### EXTRACTED ENTRIES

//! Cursor-keeping fetcher for the results endpoint.

use crate::streamlens::api::error::ApiError;
use crate::streamlens::api::traits::StatementResultsApi;
use crate::streamlens::results::types::ResultPage;
use crate::streamlens::statement::StatementHandle;
use std::sync::Arc;

/// Fetches consecutive result pages for one statement.
///
/// The continuation cursor advances only on success: a failed fetch leaves it
/// untouched, so the next call retries the same page and rows are neither
/// duplicated nor lost across retries.
pub struct PageFetcher {
    api: Arc<dyn StatementResultsApi>,
    handle: StatementHandle,
    page_token: Option<String>,
    fetch_count: u64,
    exhausted: bool,
}

impl PageFetcher {
    pub fn new(api: Arc<dyn StatementResultsApi>, handle: StatementHandle) -> Self {
        Self {
            api,
            handle,
            page_token: None,
            fetch_count: 0,
            exhausted: false,
        }
    }

    /// Fetch the page following the last successfully fetched one.
    pub async fn fetch_next(&mut self) -> Result<ResultPage, ApiError> {
        self.fetch_count += 1;
        let response = self
            .api
            .fetch_results_page(&self.handle, self.page_token.as_deref())
            .await?;
        let page = response.into_page();
        self.page_token = page.next_token.clone();
        self.exhausted = page.next_token.is_none();
        Ok(page)
    }

    pub fn statement(&self) -> &StatementHandle {
        &self.handle
    }

    /// Whether the server has reported that no further pages exist.
    pub fn exhausted(&self) -> bool {
        self.exhausted
    }

    /// Attempted fetches, including failed ones.
    pub fn fetch_count(&self) -> u64 {
        self.fetch_count
    }
}
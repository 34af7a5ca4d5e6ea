//! Lifecycle tracking for the owning statement.

use crate::streamlens::api::error::ApiError;
use crate::streamlens::loader::ResourceLoader;
use crate::streamlens::statement::{StatementHandle, StatementMetadata, StatementPhase};
use log::warn;
use std::sync::Arc;

/// One refresh result: the metadata observed plus whether the phase changed
/// relative to the previous observation.
#[derive(Debug)]
pub struct StatusObservation {
    pub metadata: StatementMetadata,
    pub transitioned: bool,
}

/// Periodically re-fetches the statement's lifecycle state through the
/// resource loader and detects phase transitions.
pub struct StatusTracker {
    loader: Arc<dyn ResourceLoader>,
    handle: StatementHandle,
    last_phase: Option<StatementPhase>,
}

impl StatusTracker {
    pub fn new(loader: Arc<dyn ResourceLoader>, handle: StatementHandle) -> Self {
        Self {
            loader,
            handle,
            last_phase: None,
        }
    }

    /// Re-fetch the statement's state.
    ///
    /// Phases move one-directionally toward a terminal phase: a wire
    /// regression out of a terminal phase is ignored and logged, and the
    /// previously observed terminal phase is kept.
    pub async fn refresh(&mut self) -> Result<StatusObservation, ApiError> {
        let mut metadata = self.loader.refresh_statement(&self.handle).await?;

        if let Some(prev) = self.last_phase {
            if prev.is_terminal() && !metadata.phase.is_terminal() {
                warn!(
                    "statement {} reported {} after terminal {}; keeping {}",
                    self.handle, metadata.phase, prev, prev
                );
                metadata.phase = prev;
                return Ok(StatusObservation {
                    metadata,
                    transitioned: false,
                });
            }
        }

        let transitioned = self.last_phase != Some(metadata.phase);
        self.last_phase = Some(metadata.phase);
        Ok(StatusObservation {
            metadata,
            transitioned,
        })
    }

    pub fn statement(&self) -> &StatementHandle {
        &self.handle
    }

    pub fn last_phase(&self) -> Option<StatementPhase> {
        self.last_phase
    }
}
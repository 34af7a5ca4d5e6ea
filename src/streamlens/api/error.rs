//! Error type for the remote API clients, with retryable classification.
//!
//! The manager's poll loop keys off `is_retryable()`: transient failures are
//! absorbed and retried on the next scheduled tick, everything else halts
//! fetching while leaving buffered rows queryable.

use thiserror::Error;

#[derive(Debug, Error)]
pub enum ApiError {
    /// Transport-level failure: connect, DNS, TLS, timeout, interrupted body.
    #[error("HTTP transport error: {0}")]
    Transport(#[from] reqwest::Error),

    /// The service answered with a non-success status.
    #[error("service returned {status} for {operation}: {message}")]
    Status {
        operation: &'static str,
        status: u16,
        message: String,
    },

    /// The response body did not match the expected shape.
    #[error("malformed {operation} response: {message}")]
    Malformed {
        operation: &'static str,
        message: String,
    },
}

impl ApiError {
    pub fn status(operation: &'static str, status: u16, message: impl Into<String>) -> Self {
        ApiError::Status {
            operation,
            status,
            message: message.into(),
        }
    }

    pub fn malformed(operation: &'static str, message: impl Into<String>) -> Self {
        ApiError::Malformed {
            operation,
            message: message.into(),
        }
    }

    /// Whether the next scheduled attempt may succeed. Server-side and
    /// transport trouble is retryable; client-side rejection and undecodable
    /// bodies are not.
    pub fn is_retryable(&self) -> bool {
        match self {
            ApiError::Transport(_) => true,
            ApiError::Status { status, .. } => *status >= 500 || *status == 429,
            ApiError::Malformed { .. } => false,
        }
    }
}

#[cfg(test)]
mod tests {
    use super::*;

    #[test]
    fn test_server_errors_are_retryable() {
        assert!(ApiError::status("results", 500, "oops").is_retryable());
        assert!(ApiError::status("results", 503, "unavailable").is_retryable());
        assert!(ApiError::status("results", 429, "slow down").is_retryable());
    }

    #[test]
    fn test_client_errors_are_not_retryable() {
        assert!(!ApiError::status("results", 401, "unauthorized").is_retryable());
        assert!(!ApiError::status("results", 403, "forbidden").is_retryable());
        assert!(!ApiError::status("results", 404, "gone").is_retryable());
    }

    #[test]
    fn test_malformed_is_not_retryable() {
        assert!(!ApiError::malformed("results", "missing field").is_retryable());
    }
}
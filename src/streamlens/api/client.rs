//! reqwest-backed client for the statements and results endpoints.

use crate::streamlens::api::error::ApiError;
use crate::streamlens::api::models::{
    StatementResponse, StatementResultsResponse, StatementSpec,
};
use crate::streamlens::api::traits::{ApiClientProvider, StatementResultsApi, StatementsApi};
use crate::streamlens::statement::StatementHandle;
use async_trait::async_trait;
use log::debug;
use std::sync::Arc;

/// HTTP client for the statement control plane and its results endpoint.
///
/// Request timeouts belong to the underlying `reqwest::Client`; a hung call
/// bounds only its own poll tick, never the manager's synchronous reads.
#[derive(Debug, Clone)]
pub struct RestClient {
    http: reqwest::Client,
    base_url: String,
    bearer_token: Option<String>,
}

impl RestClient {
    pub fn new(base_url: impl Into<String>) -> Self {
        Self::with_client(reqwest::Client::new(), base_url)
    }

    /// Bring a pre-configured `reqwest::Client` (timeouts, proxies, TLS).
    pub fn with_client(http: reqwest::Client, base_url: impl Into<String>) -> Self {
        let base_url = base_url.into();
        Self {
            http,
            base_url: base_url.trim_end_matches('/').to_string(),
            bearer_token: None,
        }
    }

    pub fn with_bearer_token(mut self, token: impl Into<String>) -> Self {
        self.bearer_token = Some(token.into());
        self
    }

    fn statement_url(&self, handle: &StatementHandle) -> String {
        format!(
            "{}/sql/v1/environments/{}/statements/{}",
            self.base_url, handle.environment_id, handle.statement_name
        )
    }

    fn results_url(&self, handle: &StatementHandle) -> String {
        format!("{}/results", self.statement_url(handle))
    }

    fn authorize(&self, request: reqwest::RequestBuilder) -> reqwest::RequestBuilder {
        match &self.bearer_token {
            Some(token) => request.bearer_auth(token),
            None => request,
        }
    }
}

/// Check the status line, then decode the body. Undecodable bodies are
/// `Malformed` (non-retryable), not transport errors.
async fn decode<T: serde::de::DeserializeOwned>(
    operation: &'static str,
    response: reqwest::Response,
) -> Result<T, ApiError> {
    let status = response.status();
    if !status.is_success() {
        let message = response.text().await.unwrap_or_default();
        return Err(ApiError::status(operation, status.as_u16(), message));
    }
    let body = response.bytes().await?;
    serde_json::from_slice(&body).map_err(|e| ApiError::malformed(operation, e.to_string()))
}

#[async_trait]
impl StatementResultsApi for RestClient {
    async fn fetch_results_page(
        &self,
        handle: &StatementHandle,
        page_token: Option<&str>,
    ) -> Result<StatementResultsResponse, ApiError> {
        let mut request = self.authorize(self.http.get(self.results_url(handle)));
        if let Some(token) = page_token {
            request = request.query(&[("page_token", token)]);
        }
        debug!("fetching results page for {}", handle);
        let response = request.send().await?;
        decode("results", response).await
    }
}

#[async_trait]
impl StatementsApi for RestClient {
    async fn get_statement(
        &self,
        handle: &StatementHandle,
    ) -> Result<StatementResponse, ApiError> {
        let request = self.authorize(self.http.get(self.statement_url(handle)));
        let response = request.send().await?;
        decode("statement", response).await
    }

    async fn stop_statement(&self, handle: &StatementHandle) -> Result<(), ApiError> {
        // The control plane stops a statement via an update with
        // spec.stopped = true, so read-modify-write the current resource.
        let mut statement = self.get_statement(handle).await?;
        statement
            .spec
            .get_or_insert_with(StatementSpec::default)
            .stopped = true;

        let request = self
            .authorize(self.http.put(self.statement_url(handle)))
            .json(&statement);
        let response = request.send().await?;
        let status = response.status();
        if !status.is_success() {
            let message = response.text().await.unwrap_or_default();
            return Err(ApiError::status("stop", status.as_u16(), message));
        }
        debug!("requested stop for {}", handle);
        Ok(())
    }
}

/// Hands out the same underlying client for both endpoints; the control plane
/// serves statements and results from one host.
#[derive(Debug, Clone)]
pub struct RestClientProvider {
    client: Arc<RestClient>,
}

impl RestClientProvider {
    pub fn new(client: RestClient) -> Self {
        Self {
            client: Arc::new(client),
        }
    }
}

impl ApiClientProvider for RestClientProvider {
    fn results_api(&self, _handle: &StatementHandle) -> Arc<dyn StatementResultsApi> {
        self.client.clone()
    }

    fn statements_api(&self, _handle: &StatementHandle) -> Arc<dyn StatementsApi> {
        self.client.clone()
    }
}
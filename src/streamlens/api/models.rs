//! Wire types for the statements and results REST endpoints.

use crate::streamlens::results::types::ResultPage;
use crate::streamlens::statement::{
    ResultColumn, ResultSchema, StatementMetadata, StatementPhase,
};
use chrono::Utc;
use serde::{Deserialize, Serialize};
use serde_json::Value;

/// Response body of the statement results endpoint.
#[derive(Debug, Clone, Default, Serialize, Deserialize)]
pub struct StatementResultsResponse {
    #[serde(default, skip_serializing_if = "Option::is_none")]
    pub metadata: Option<ResultsMetadata>,
    #[serde(default, skip_serializing_if = "Option::is_none")]
    pub results: Option<ResultsData>,
}

impl StatementResultsResponse {
    /// Collapse the wire shape into the manager's page model. An absent or
    /// empty `next` token means the server has no further pages.
    pub fn into_page(self) -> ResultPage {
        let next_token = self
            .metadata
            .and_then(|m| m.next)
            .filter(|token| !token.is_empty());
        let items = self.results.map(|r| r.data).unwrap_or_default();
        ResultPage { items, next_token }
    }
}

/// Pagination metadata attached to a results response.
#[derive(Debug, Clone, Default, Serialize, Deserialize)]
pub struct ResultsMetadata {
    /// Opaque continuation token for the next page; absent or empty when no
    /// further pages exist.
    #[serde(default, skip_serializing_if = "Option::is_none")]
    pub next: Option<String>,
}

#[derive(Debug, Clone, Default, Serialize, Deserialize)]
pub struct ResultsData {
    #[serde(default)]
    pub data: Vec<RawResultItem>,
}

/// One raw result row as returned by the service: a changelog op code plus
/// positional cell values.
#[derive(Debug, Clone, Default, Serialize, Deserialize)]
pub struct RawResultItem {
    /// 0 insert, 1 update-before, 2 update-after, 3 delete.
    #[serde(default, skip_serializing_if = "Option::is_none")]
    pub op: Option<u8>,
    #[serde(default)]
    pub row: Vec<Value>,
}

/// Response body of the statement metadata endpoint.
#[derive(Debug, Clone, Serialize, Deserialize)]
pub struct StatementResponse {
    pub name: String,
    #[serde(default, skip_serializing_if = "Option::is_none")]
    pub status: Option<StatementStatus>,
    #[serde(default, skip_serializing_if = "Option::is_none")]
    pub spec: Option<StatementSpec>,
}

impl StatementResponse {
    /// Collapse the wire shape into the loader's metadata model, stamping the
    /// observation time. A missing status block reads as `PENDING`.
    pub fn to_metadata(&self) -> StatementMetadata {
        let phase = self
            .status
            .as_ref()
            .map(|s| StatementPhase::parse(&s.phase))
            .unwrap_or(StatementPhase::Pending);
        let detail = self.status.as_ref().and_then(|s| s.detail.clone());
        let schema = self
            .status
            .as_ref()
            .and_then(|s| s.traits.as_ref())
            .and_then(|t| t.schema.as_ref())
            .map(WireSchema::to_result_schema);
        StatementMetadata {
            phase,
            detail,
            schema,
            observed_at: Utc::now(),
        }
    }
}

#[derive(Debug, Clone, Serialize, Deserialize)]
pub struct StatementStatus {
    /// Wire phase string, e.g. "PENDING", "RUNNING", "COMPLETED", "FAILED",
    /// "STOPPED".
    pub phase: String,
    #[serde(default, skip_serializing_if = "Option::is_none")]
    pub detail: Option<String>,
    #[serde(default, skip_serializing_if = "Option::is_none")]
    pub traits: Option<StatementTraits>,
}

#[derive(Debug, Clone, Default, Serialize, Deserialize)]
pub struct StatementTraits {
    #[serde(default, skip_serializing_if = "Option::is_none")]
    pub schema: Option<WireSchema>,
}

#[derive(Debug, Clone, Default, Serialize, Deserialize)]
pub struct WireSchema {
    #[serde(default)]
    pub columns: Vec<WireColumn>,
}

impl WireSchema {
    pub fn to_result_schema(&self) -> ResultSchema {
        ResultSchema {
            columns: self
                .columns
                .iter()
                .map(|c| ResultColumn {
                    name: c.name.clone(),
                    data_type: c.data_type.as_ref().and_then(|t| t.kind.clone()),
                })
                .collect(),
        }
    }
}

#[derive(Debug, Clone, Serialize, Deserialize)]
pub struct WireColumn {
    pub name: String,
    #[serde(default, rename = "type", skip_serializing_if = "Option::is_none")]
    pub data_type: Option<WireDataType>,
}

#[derive(Debug, Clone, Default, Serialize, Deserialize)]
pub struct WireDataType {
    #[serde(default, rename = "type", skip_serializing_if = "Option::is_none")]
    pub kind: Option<String>,
    #[serde(default)]
    pub nullable: bool,
}

/// Mutable statement spec; only the `stopped` flag is written by this crate,
/// to request a stop via the control plane.
#[derive(Debug, Clone, Default, Serialize, Deserialize)]
pub struct StatementSpec {
    #[serde(default, skip_serializing_if = "Option::is_none")]
    pub statement: Option<String>,
    #[serde(default, skip_serializing_if = "Option::is_none")]
    pub compute_pool_id: Option<String>,
    #[serde(default)]
    pub stopped: bool,
}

######

**EXERCISE DETAILS**
Repeat, word for word, the lines from the start of the records to the line that contains "the phase changed", both of them included, and no others.

**REPLY TO THE TASK**
//! Cursor-keeping fetcher for the results endpoint.

use crate::streamlens::api::error::ApiError;
use crate::streamlens::api::traits::StatementResultsApi;
use crate::streamlens::results::types::ResultPage;
use crate::streamlens::statement::StatementHandle;
use std::sync::Arc;

/// Fetches consecutive result pages for one statement.
///
/// The continuation cursor advances only on success: a failed fetch leaves it
/// untouched, so the next call retries the same page and rows are neither
/// duplicated nor lost across retries.
pub struct PageFetcher {
    api: Arc<dyn StatementResultsApi>,
    handle: StatementHandle,
    page_token: Option<String>,
    fetch_count: u64,
    exhausted: bool,
}

impl PageFetcher {
    pub fn new(api: Arc<dyn StatementResultsApi>, handle: StatementHandle) -> Self {
        Self {
            api,
            handle,
            page_token: None,
            fetch_count: 0,
            exhausted: false,
        }
    }

    /// Fetch the page following the last successfully fetched one.
    pub async fn fetch_next(&mut self) -> Result<ResultPage, ApiError> {
        self.fetch_count += 1;
        let response = self
            .api
            .fetch_results_page(&self.handle, self.page_token.as_deref())
            .await?;
        let page = response.into_page();
        self.page_token = page.next_token.clone();
        self.exhausted = page.next_token.is_none();
        Ok(page)
    }

    pub fn statement(&self) -> &StatementHandle {
        &self.handle
    }

    /// Whether the server has reported that no further pages exist.
    pub fn exhausted(&self) -> bool {
        self.exhausted
    }

    /// Attempted fetches, including failed ones.
    pub fn fetch_count(&self) -> u64 {
        self.fetch_count
    }
}
repository 34af7a5ca4d5e6ea
//! Lifecycle tracking for the owning statement.

use crate::streamlens::api::error::ApiError;
use crate::streamlens::loader::ResourceLoader;
use crate::streamlens::statement::{StatementHandle, StatementMetadata, StatementPhase};
use log::warn;
use std::sync::Arc;

/// One refresh result: the metadata observed plus whether the phase changed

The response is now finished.